Geometrical families of mechanically stable granular packings

TL;DR

This paper classifies and analyzes the geometrical families of mechanically stable granular packings in small sheared systems, revealing deterministic dynamics for fewer than 16 particles and complex bifurcations for larger systems.

Contribution

It introduces a classification of MS packings into geometrical families and studies their dynamics under shear, highlighting differences between small and large systems.

Findings

MS packings form continuous geometrical families.

Dynamics are deterministic and contracting for N<16.

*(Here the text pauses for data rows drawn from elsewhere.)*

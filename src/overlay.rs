//! Text overlays drawn onto processed frames.

use crate::{
    calibration::{Calibrator, ScrollIntent},
    constants::CALIBRATION_SAMPLES,
    pose_estimation::HeadPose,
    Result,
};
use opencv::{
    core::{Mat, Point, Scalar},
    imgproc::{self, FONT_HERSHEY_SIMPLEX, LINE_8},
};

/// Left margin of every overlay line
const TEXT_X: i32 = 20;

/// Vertical distance between overlay lines
const LINE_SPACING: i32 = 50;

const FONT_SCALE: f64 = 0.75;
const THICKNESS: i32 = 2;

fn green() -> Scalar {
    Scalar::new(0.0, 255.0, 0.0, 0.0)
}

fn yellow() -> Scalar {
    Scalar::new(0.0, 255.0, 255.0, 0.0)
}

/// Baseline y coordinate of overlay line `index`, starting at 50
#[must_use]
pub const fn line_y(index: i32) -> i32 {
    LINE_SPACING * (index + 1)
}

fn put_line(frame: &mut Mat, text: &str, index: i32, color: Scalar) -> Result<()> {
    imgproc::put_text(
        frame,
        text,
        Point::new(TEXT_X, line_y(index)),
        FONT_HERSHEY_SIMPLEX,
        FONT_SCALE,
        color,
        THICKNESS,
        LINE_8,
        false,
    )?;
    Ok(())
}

/// Overlay lines describing a pose
#[must_use]
pub fn pose_lines(pose: &HeadPose) -> [String; 3] {
    [
        format!("Pitch: {:.2}", pose.pitch),
        format!("Yaw: {:.2}", pose.yaw),
        format!("Roll: {:.2}", pose.roll),
    ]
}

/// Status line: calibration progress, then the current scroll intent
#[must_use]
pub fn status_line(calibrator: &Calibrator, intent: ScrollIntent) -> String {
    if calibrator.is_calibrated() {
        format!("Scroll: {intent}")
    } else {
        format!("Calibrating {}/{}", calibrator.samples_collected(), CALIBRATION_SAMPLES)
    }
}

/// Draw pitch, yaw and roll on the first three lines
///
/// # Errors
///
/// Returns an error if `OpenCV` drawing fails
pub fn draw_pose(frame: &mut Mat, pose: &HeadPose) -> Result<()> {
    for (index, line) in (0..).zip(pose_lines(pose).iter()) {
        put_line(frame, line, index, green())?;
    }
    Ok(())
}

/// Draw the status line below the pose lines
///
/// # Errors
///
/// Returns an error if `OpenCV` drawing fails
pub fn draw_status(frame: &mut Mat, calibrator: &Calibrator, intent: ScrollIntent) -> Result<()> {
    put_line(frame, &status_line(calibrator, intent), 3, yellow())
}

#[cfg(test)]
mod tests {
    use super::*;
    use opencv::prelude::*;

    #[test]
    fn test_line_positions() {
        assert_eq!(line_y(0), 50);
        assert_eq!(line_y(1), 100);
        assert_eq!(line_y(2), 150);
    }

    #[test]
    fn test_pose_lines_format() {
        let lines = pose_lines(&HeadPose::new(181.234, 179.0, 200.005));
        assert_eq!(lines[0], "Pitch: 181.23");
        assert_eq!(lines[1], "Yaw: 179.00");
        assert!(lines[2].starts_with("Roll: 200.0"));
    }

    #[test]
    fn test_status_line_tracks_calibration() {
        let mut calibrator = Calibrator::new();
        assert_eq!(status_line(&calibrator, ScrollIntent::None), "Calibrating 0/120");

        for _ in 0..CALIBRATION_SAMPLES {
            calibrator.observe(&HeadPose::new(180.0, 180.0, 180.0));
        }
        assert_eq!(status_line(&calibrator, ScrollIntent::Down), "Scroll: Down");
    }

    #[test]
    fn test_draw_pose_on_blank_frame() {
        let mut frame = Mat::zeros(480, 640, opencv::core::CV_8UC3).unwrap().to_mat().unwrap();
        draw_pose(&mut frame, &HeadPose::new(180.0, 180.0, 180.0)).unwrap();

        let calibrator = Calibrator::new();
        draw_status(&mut frame, &calibrator, ScrollIntent::None).unwrap();
    }
}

Bifurcations cause complex behavior in larger systems.

Abstract

We enumerate and classify nearly all of the possible mechanically stable (MS) packings of bidipserse mixtures of frictionless disks in small sheared systems. We find that MS packings form continuous geometrical families, where each family is defined by its particular network of particle contacts. We also monitor the dynamics of MS packings along geometrical families by applying quasistatic simple shear strain at zero pressure. For small numbers of particles (N < 16), we find that the dynamics is deterministic and highly contracting. That is, if the system is initialized in a MS packing at a given shear strain, it will quickly lock into a periodic orbit at subsequent shear strain, and therefore sample only a very small fraction of the possible MS packings in steady state. In studies with N>16, we observe an increase in the period and random splittings of the trajectories caused by bifurcations in configuration space. We argue that the ratio of the splitting and contraction rates in large systems will determine the distribution of MS-packing geometrical families visited in steady-state. This work is part of our long-term research program to develop a master-equation formalism to describe macroscopic slowly driven granular systems in terms of collections of small subsystems.